- _Stored data_
* * * * * * *
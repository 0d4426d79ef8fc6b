//! Navigation Component
//!
//! Header bar with brand, links and the low-stock alert badge.

use leptos::*;
use leptos_router::*;

use crate::state::global::GlobalState;

/// Navigation header component
#[component]
pub fn Nav() -> impl IntoView {
    let state = use_context::<GlobalState>().expect("GlobalState not found");
    let low_stock = state.low_stock;

    view! {
        <nav class="bg-gray-800 border-b border-gray-700">
            <div class="container mx-auto px-4">
                <div class="flex items-center justify-between h-16">
                    // Logo and brand
                    <A href="/" class="flex items-center space-x-3">
                        <span class="text-2xl">"📦"</span>
                        <span class="text-xl font-bold text-white">"Estoque ABC"</span>
                    </A>

                    // Navigation links
                    <div class="flex items-center space-x-1">
                        <NavLink href="/" label="Dashboard" />
                        <NavLink href="/produtos" label="Produtos" />
                        <NavLink href="/evolucao" label="Evolução" />
                        <NavLink href="/config" label="Configurações" />

                        // Low stock alert badge
                        {move || {
                            let count = low_stock.get().len();
                            (count > 0).then(|| view! {
                                <span
                                    class="ml-2 bg-red-600 text-white text-xs font-bold
                                           px-2 py-1 rounded-full"
                                    title="Produtos da curva A com estoque baixo"
                                >
                                    {count}
                                </span>
                            })
                        }}
                    </div>
                </div>
            </div>
        </nav>
    }
}

/// Individual navigation link
#[component]
fn NavLink(
    href: &'static str,
    label: &'static str,
) -> impl IntoView {
    view! {
        <A
            href=href
            class="px-4 py-2 rounded-lg text-gray-300 hover:text-white hover:bg-gray-700 transition-colors"
            active_class="bg-gray-700 text-white"
        >
            {label}
        </A>
    }
}
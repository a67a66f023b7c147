//! Application setup and initialization
//!
//! All application initialization logic lives here rather than in main.rs
//! for better organization and testability.

pub mod routes;
pub mod server;
pub mod services;

use crate::state::AppState;
use anyhow::{Context, Result};
use speechops_core::Config;
use std::sync::Arc;

/// Initialize the entire application
pub fn initialize_app(config: Config) -> Result<(Arc<AppState>, axum::Router)> {
    // Validate configuration first - fail fast on misconfiguration
    config
        .validate()
        .context("Configuration validation failed")?;

    crate::telemetry::init_telemetry();
    tracing::info!("Configuration loaded and validated successfully");

    // Upstream clients and the credential validator
    let state = services::initialize_services(&config)?;

    // Routes
    let router = routes::setup_routes(&config, state.clone())?;

    Ok((state, router))
}
//! Error types module
//!
//! This module provides the core error types used throughout the speechops
//! application. All errors are unified under the `AppError` enum, which can
//! represent authorization, validation, upstream-proxy, and internal errors.

/// Log level for error reporting
#[derive(Debug, Clone, Copy, PartialEq, Eq)]
pub enum LogLevel {
    /// Debug level - for expected errors like validation failures
    Debug,
    /// Warning level - for recoverable issues
    Warn,
    /// Error level - for unexpected failures
    Error,
}

/// Metadata for error responses - defines how an error should be presented
/// This trait allows errors to self-describe their HTTP response characteristics
pub trait ErrorMetadata {
    /// HTTP status code to return
    fn http_status_code(&self) -> u16;

    /// Machine-readable error code (e.g., "UPSTREAM_ERROR")
    fn error_code(&self) -> &'static str;

    /// Whether this error is recoverable (can be retried)
    fn is_recoverable(&self) -> bool;

    /// Suggested action for the client
    fn suggested_action(&self) -> Option<&'static str>;

    /// Client-facing message (may differ from internal error message)
    fn client_message(&self) -> String;

    /// Whether details should be hidden in production
    fn is_sensitive(&self) -> bool;

    /// Log level for this error
    fn log_level(&self) -> LogLevel;
}

#[derive(Debug, thiserror::Error)]
pub enum AppError {
    #[error("Invalid input: {0}")]
    InvalidInput(String),

    #[error("Not found: {0}")]
    NotFound(String),

    #[error("Unauthorized: {0}")]
    Unauthorized(String),

    #[error("Upstream error: {0}")]
    Upstream(String),

    #[error("Internal error: {0}")]
    Internal(String),

    #[error("Internal error with source")]
    InternalWithSource {
        message: String,
        #[source]
        source: anyhow::Error,
    },
}

impl From<anyhow::Error> for AppError {
    fn from(err: anyhow::Error) -> Self {
        AppError::InternalWithSource {
            message: err.to_string(),
            source: err,
        }
    }
}

impl From<serde_json::Error> for AppError {
    fn from(err: serde_json::Error) -> Self {
        AppError::InvalidInput(format!("JSON parsing error: {}", err))
    }
}

/// Static metadata for each variant: (http_status, error_code, recoverable, suggested_action, sensitive, log_level).
/// Reduces duplication in the ErrorMetadata impl; client_message stays per-variant for dynamic content.
fn app_error_static_metadata(
    err: &AppError,
) -> (
    u16,
    &'static str,
    bool,
    Option<&'static str>,
    bool,
    LogLevel,
) {
    match err {
        AppError::InvalidInput(_) => (
            400,
            "INVALID_INPUT",
            false,
            Some("Check request parameters and try again"),
            false,
            LogLevel::Debug,
        ),
        AppError::NotFound(_) => (
            404,
            "NOT_FOUND",
            false,
            Some("Verify the resource exists"),
            false,
            LogLevel::Debug,
        ),
        AppError::Unauthorized(_) => (
            401,
            "UNAUTHORIZED",
            false,
            Some("Check authentication token"),
            false,
            LogLevel::Debug,
        ),
        AppError::Upstream(_) => (
            500,
            "UPSTREAM_ERROR",
            true,
            Some("Retry after a short delay"),
            true,
            LogLevel::Error,
        ),
        AppError::Internal(_) => (
            500,
            "INTERNAL_ERROR",
            true,
            Some("Retry after a short delay"),
            true,
            LogLevel::Error,
        ),
        AppError::InternalWithSource { .. } => (
            500,
            "INTERNAL_ERROR",
            true,
            Some("Retry after a short delay"),
            true,
            LogLevel::Error,
        ),
    }
}

impl AppError {
    /// Get the error type name for detailed error responses
    pub fn error_type(&self) -> &str {
        match self {
            AppError::InvalidInput(_) => "InvalidInput",
            AppError::NotFound(_) => "NotFound",
            AppError::Unauthorized(_) => "Unauthorized",
            AppError::Upstream(_) => "Upstream",
            AppError::Internal(_) => "Internal",
            AppError::InternalWithSource { .. } => "Internal",
        }
    }

    /// Get detailed error information including error chain
    pub fn detailed_message(&self) -> String {
        use std::error::Error;

        let mut details = self.to_string();

        let mut source = self.source();
        let mut depth = 0;
        while let Some(err) = source {
            depth += 1;
            if depth > 5 {
                details.push_str("\n  ... (truncated)");
                break;
            }
            details.push_str(&format!("\n  Caused by: {}", err));
            source = err.source();
        }

        details
    }
}

impl ErrorMetadata for AppError {
    fn http_status_code(&self) -> u16 {
        app_error_static_metadata(self).0
    }

    fn error_code(&self) -> &'static str {
        app_error_static_metadata(self).1
    }

    fn is_recoverable(&self) -> bool {
        app_error_static_metadata(self).2
    }

    fn suggested_action(&self) -> Option<&'static str> {
        app_error_static_metadata(self).3
    }

    fn is_sensitive(&self) -> bool {
        app_error_static_metadata(self).4
    }

    fn log_level(&self) -> LogLevel {
        app_error_static_metadata(self).5
    }

    fn client_message(&self) -> String {
        match self {
            AppError::InvalidInput(ref msg) => msg.clone(),
            AppError::NotFound(ref msg) => msg.clone(),
            AppError::Unauthorized(ref msg) => msg.clone(),
            AppError::Upstream(_) => "Failed to reach upstream service".to_string(),
            AppError::Internal(_) => "Internal server error".to_string(),
            AppError::InternalWithSource { .. } => "Internal server error".to_string(),
        }
    }
}
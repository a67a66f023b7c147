//! Upstream client and service construction

use crate::auth::jwt::JwtService;
use crate::auth::service::AuthService;
use crate::state::AppState;
use anyhow::Result;
use speechops_core::Config;
use speechops_services::{IdentityRecord, InMemoryIdentityStore, SpeechClient, TableClient};
use std::sync::Arc;
use std::time::Duration;

/// Build the shared HTTP client, both upstream clients, and the credential
/// validator. Timeouts live on the HTTP client; the proxies never retry.
pub fn initialize_services(config: &Config) -> Result<Arc<AppState>> {
    let http_client = reqwest::Client::builder()
        .timeout(Duration::from_secs(config.http_timeout_secs))
        .build()?;

    let speech = SpeechClient::new(
        http_client.clone(),
        config.speech_endpoint.clone(),
        config.speech_subscription_key.clone(),
    );
    let tables = TableClient::new(
        http_client,
        config.table_account_url.clone(),
        config.table_sas_token.clone(),
    );

    // Single configured operator record; see IdentityStore for the stub note
    let identity = InMemoryIdentityStore::single(IdentityRecord {
        username: config.admin_username.clone(),
        secret: config.admin_password.clone(),
        roles: vec!["Admin".to_string()],
    });
    let jwt = JwtService::new(
        &config.jwt_secret,
        config.jwt_issuer.clone(),
        config.jwt_audience.clone(),
        config.jwt_expiry_days,
    );
    let auth = AuthService::new(Arc::new(identity), jwt);

    Ok(Arc::new(AppState {
        config: config.clone(),
        speech,
        tables,
        auth,
    }))
}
* * * * * * *
- _What is required_
From the records above, report the number of lines that hold the string "SpeechClient" and add nothing.

- _Exercise output_
2